Brexit, common law and ethical thinking

I have just read two sharply contrasting articles in “Prospect” about Brexit. Jay Elwes runs out the already familiar “we woz robbed” line, embellished with quotes from Popper which could however equally be applied to either side. Roger Scruton on the other hand makes a far more interesting attempt to understand and interpret why people voted as they did, without the patronising assumption that only stupidity or gullibility can explain the vote. Whether he is right or wrong in his particular analysis – and in my view he is far more right than wrong on this occasion – this approach of taking the vote seriously as something whose meaning(s) must be sought and grasped rather than as a nonsensical aberration to be dismissed is surely the best way to move on past current turmoil and division.

In explaining some of the uneasiness the English in particular have always felt towards the EU, Scruton makes a very interesting point about the essential difference between the UK common law tradition and European (including Scottish) Roman law traditions. The first starts from cases, with rules and principles emerging as “precedent” only from the attempt to grapple with the complexities of the particular. The second starts from principles and seeks to apply them to particular cases, giving perhaps an appearance of greater intellectual consistency but at the expense sometimes of shoehorning some of the facts.

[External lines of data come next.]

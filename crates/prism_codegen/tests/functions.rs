// SPDX-License-Identifier: MIT OR Apache-2.0
//! Function (subgraph) inlining tests.

mod common;

use common::{count_occurrences, material_graph};
use prism_codegen::{Compiler, DiagnosticKind, MemoryFunctions, NoFunctions, ResourceKind};
use prism_graph::{BlackboardParameter, Graph, NodeRegistry, PlugType, Value};

/// A function graph computing `value * 2`.
fn double_function(registry: &NodeRegistry) -> Graph {
    let mut function = Graph::new_function("Double");
    let port = function.add_parameter(
        BlackboardParameter::new("value", PlugType::Float).required(),
    );
    let param = function.add_node(
        registry
            .create_node("parameter")
            .unwrap()
            .with_property("parameter", Value::String(port.0.to_string())),
    );
    let multiply = function.add_node(
        registry
            .create_node("multiply")
            .unwrap()
            .with_property("b", Value::Float(2.0)),
    );
    let output = function.add_node(
        registry
            .create_node("function_output")
            .unwrap()
            .with_property("name", Value::String("Result".to_string()))
            .with_property("type", Value::String("Float".to_string())),
    );
    function
        .connect(registry, param, "value", multiply, "a")
        .unwrap();
    function
        .connect(registry, multiply, "result", output, "value")
        .unwrap();
    function
}

#[test]
fn test_inlining_matches_manual_expansion() {
    // Compile a graph that calls Double(0.3)...
    let (registry, mut graph, output) = material_graph("caller");
    let mut functions = MemoryFunctions::new();
    functions.insert("math/double", double_function(&registry));

    let constant = graph.add_node(
        registry
            .create_node("float_constant")
            .unwrap()
            .with_property("value", Value::Float(0.3)),
    );
    let reference = graph.add_node(
        registry
            .create_node("function_reference")
            .unwrap()
            .with_property("function", Value::String("math/double".to_string())),
    );
    graph
        .connect(&registry, constant, "value", reference, "value")
        .unwrap();
    graph
        .connect(&registry, reference, "Result", output, "roughness")
        .unwrap();
    let inlined = Compiler::new(&registry, &graph, &functions).compile(output);

    // ...against the same nodes pasted inline at the reference point.
    let (registry2, mut manual, manual_output) = material_graph("caller");
    let constant = manual.add_node(
        registry2
            .create_node("float_constant")
            .unwrap()
            .with_property("value", Value::Float(0.3)),
    );
    let multiply = manual.add_node(
        registry2
            .create_node("multiply")
            .unwrap()
            .with_property("b", Value::Float(2.0)),
    );
    manual
        .connect(&registry2, constant, "value", multiply, "a")
        .unwrap();
    manual
        .connect(&registry2, multiply, "result", manual_output, "roughness")
        .unwrap();
    let expanded = Compiler::new(&registry2, &manual, &NoFunctions).compile(manual_output);

    assert!(!inlined.has_errors());
    assert!(!expanded.has_errors());
    assert_eq!(inlined.source, expanded.source);
    assert!(inlined.source.unwrap().contains("(0.3 * 2.0)"));
}

#[test]
fn test_required_port_unconnected_is_an_error() {
    let (registry, mut graph, output) = material_graph("missing-port");
    let mut functions = MemoryFunctions::new();
    functions.insert("math/double", double_function(&registry));

    let reference = graph.add_node(
        registry
            .create_node("function_reference")
            .unwrap()
            .with_property("function", Value::String("math/double".to_string())),
    );
    graph
        .connect(&registry, reference, "Result", output, "roughness")
        .unwrap();

    let result = Compiler::new(&registry, &graph, &functions).compile(output);
    assert!(result.source.is_none());
    let missing = result
        .diagnostics
        .iter()
        .find(|d| d.kind == DiagnosticKind::MissingInput)
        .expect("missing required port is diagnosed");
    assert!(missing.message.contains("value"));
}

#[test]
fn test_unknown_function_output_is_an_error() {
    let (registry, mut graph, output) = material_graph("bad-output");
    let mut functions = MemoryFunctions::new();
    functions.insert("math/double", double_function(&registry));

    let reference = graph.add_node(
        registry
            .create_node("function_reference")
            .unwrap()
            .with_property("function", Value::String("math/double".to_string()))
            .with_property("value", Value::Float(1.0)),
    );
    graph
        .connect(&registry, reference, "Quotient", output, "roughness")
        .unwrap();

    let result = Compiler::new(&registry, &graph, &functions).compile(output);
    assert!(result.source.is_none());
    assert!(result
        .diagnostics
        .iter()
        .any(|d| d.kind == DiagnosticKind::UnknownOutput && d.message.contains("Quotient")));
}

#[test]
fn test_missing_function_graph_is_an_error() {
    let (registry, mut graph, output) = material_graph("no-function");
    let reference = graph.add_node(
        registry
            .create_node("function_reference")
            .unwrap()
            .with_property("function", Value::String("math/absent".to_string())),
    );
    graph
        .connect(&registry, reference, "Result", output, "roughness")
        .unwrap();

    let result = Compiler::new(&registry, &graph, &NoFunctions).compile(output);
    assert!(result.source.is_none());
    assert!(result
        .diagnostics
        .iter()
        .any(|d| d.kind == DiagnosticKind::FunctionUnavailable));
}

#[test]
fn test_recursive_function_is_a_cycle() {
    let registry = prism_graph::builtin_registry();
    let mut recursive = Graph::new_function("Recursive");
    let inner_ref = recursive.add_node(
        registry
            .create_node("function_reference")
            .unwrap()
            .with_property("function", Value::String("rec".to_string())),
    );
    let inner_out = recursive.add_node(
        registry
            .create_node("function_output")
            .unwrap()
            .with_property("name", Value::String("Result".to_string())),
    );
    recursive
        .connect(&registry, inner_ref, "Result", inner_out, "value")
        .unwrap();

    let mut functions = MemoryFunctions::new();
    functions.insert("rec", recursive);

    let (registry, mut graph, output) = material_graph("recursion");
    let reference = graph.add_node(
        registry
            .create_node("function_reference")
            .unwrap()
            .with_property("function", Value::String("rec".to_string())),
    );
    graph
        .connect(&registry, reference, "Result", output, "roughness")
        .unwrap();

    let result = Compiler::new(&registry, &graph, &functions).compile(output);
    assert!(result.source.is_none());
    assert!(result
        .diagnostics
        .iter()
        .any(|d| d.kind == DiagnosticKind::Cycle));
}

/// A function graph sampling a fixed texture at a UV port.
fn noise_function(registry: &NodeRegistry) -> Graph {
    let mut function = Graph::new_function("Noise");
    let port = function.add_parameter(BlackboardParameter::new("uv", PlugType::Vector2));
    let param = function.add_node(
        registry
            .create_node("parameter")
            .unwrap()
            .with_property("parameter", Value::String(port.0.to_string())),
    );
    let sample = function.add_node(
        registry
            .create_node("texture_sample")
            .unwrap()
            .with_property("texture", Value::String("textures/shared.png".to_string())),
    );
    let output = function.add_node(
        registry
            .create_node("function_output")
            .unwrap()
            .with_property("name", Value::String("Result".to_string()))
            .with_property("type", Value::String("Color".to_string())),
    );
    function.connect(registry, param, "value", sample, "uv").unwrap();
    function
        .connect(registry, sample, "color", output, "value")
        .unwrap();
    function
}

#[test]
fn test_resources_are_shared_across_the_inlining_boundary() {
    let (registry, mut graph, output) = material_graph("shared-resources");
    let mut functions = MemoryFunctions::new();
    functions.insert("util/noise", noise_function(&registry));

    // Two expansions of the same function: the code is inlined twice but
    // the texture and sampler are registered once.
    for plug in ["base_color", "emissive"] {
        let reference = graph.add_node(
            registry
                .create_node("function_reference")
                .unwrap()
                .with_property("function", Value::String("util/noise".to_string())),
        );
        graph
            .connect(&registry, reference, "Result", output, plug)
            .unwrap();
    }

    let result = Compiler::new(&registry, &graph, &functions).compile(output);
    assert!(!result.has_errors());
    assert_eq!(result.bindings.len(), 2); // one texture + one sampler
    assert!(result
        .bindings
        .iter()
        .any(|b| b.kind == ResourceKind::Texture2D));

    let source = result.source.unwrap();
    assert_eq!(count_occurrences(&source, "Texture2D "), 1);
    assert_eq!(count_occurrences(&source, ".Sample("), 2);
}

#[test]
fn test_named_values_cross_the_inlining_boundary() {
    let registry = prism_graph::builtin_registry();
    let mut scaled = Graph::new_function("Scaled");
    let reference = scaled.add_node(
        registry
            .create_node("named_reference")
            .unwrap()
            .with_property("name", Value::String("Scale".to_string())),
    );
    let inner_out = scaled.add_node(
        registry
            .create_node("function_output")
            .unwrap()
            .with_property("name", Value::String("Result".to_string())),
    );
    scaled
        .connect(&registry, reference, "value", inner_out, "value")
        .unwrap();

    let mut functions = MemoryFunctions::new();
    functions.insert("util/scaled", scaled);

    let (registry, mut graph, output) = material_graph("named-across");
    let constant = graph.add_node(
        registry
            .create_node("float_constant")
            .unwrap()
            .with_property("value", Value::Float(0.5)),
    );
    let declaration = graph.add_node(
        registry
            .create_node("named_declaration")
            .unwrap()
            .with_property("name", Value::String("Scale".to_string())),
    );
    graph
        .connect(&registry, constant, "value", declaration, "value")
        .unwrap();
    let function_ref = graph.add_node(
        registry
            .create_node("function_reference")
            .unwrap()
            .with_property("function", Value::String("util/scaled".to_string())),
    );
    graph
        .connect(&registry, function_ref, "Result", output, "roughness")
        .unwrap();

    let result = Compiler::new(&registry, &graph, &functions).compile(output);
    assert!(!result.has_errors());
    assert!(result.source.unwrap().contains("output.Roughness = 0.5;"));
}

#[test]
fn test_function_graph_compiles_standalone() {
    let registry = prism_graph::builtin_registry();
    let function = double_function(&registry);
    let result_node = function
        .find_node_of_type("function_output")
        .unwrap()
        .id;

    let result = Compiler::new(&registry, &function, &NoFunctions).compile(result_node);
    assert!(!result.has_errors());
    let source = result.source.unwrap();
    // Free-form signature: one out argument per function output port, and
    // the port parameter is exposed through the material parameter block.
    assert!(source.contains("void EvaluateFunction(in MaterialInput input, out float result)"));
    assert!(source.contains("param_0"));
}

This “bottom up versus top down” dichotomy is an oversimplification of course (Sir Roger does not suggest otherwise) but nevertheless of vital importance and not only for understanding the Brexit vote. I have argued in the book that exactly this priority of the individual case over rules should be the hallmark of our ethical thinking across the board, but did not make the analogy that it produces a sort of moral common law, or perhaps simply “common ethics”. The big difference is that there are no judges or experts in the ethical field, we each have to decide our own cases. But the analogy with common law, trying constantly to tread a consistent line but too aware of the complexity of everyday life to take shelter in simple rules, may be helpful in getting a handle on what may otherwise seem a daunting approach to ethical reasoning.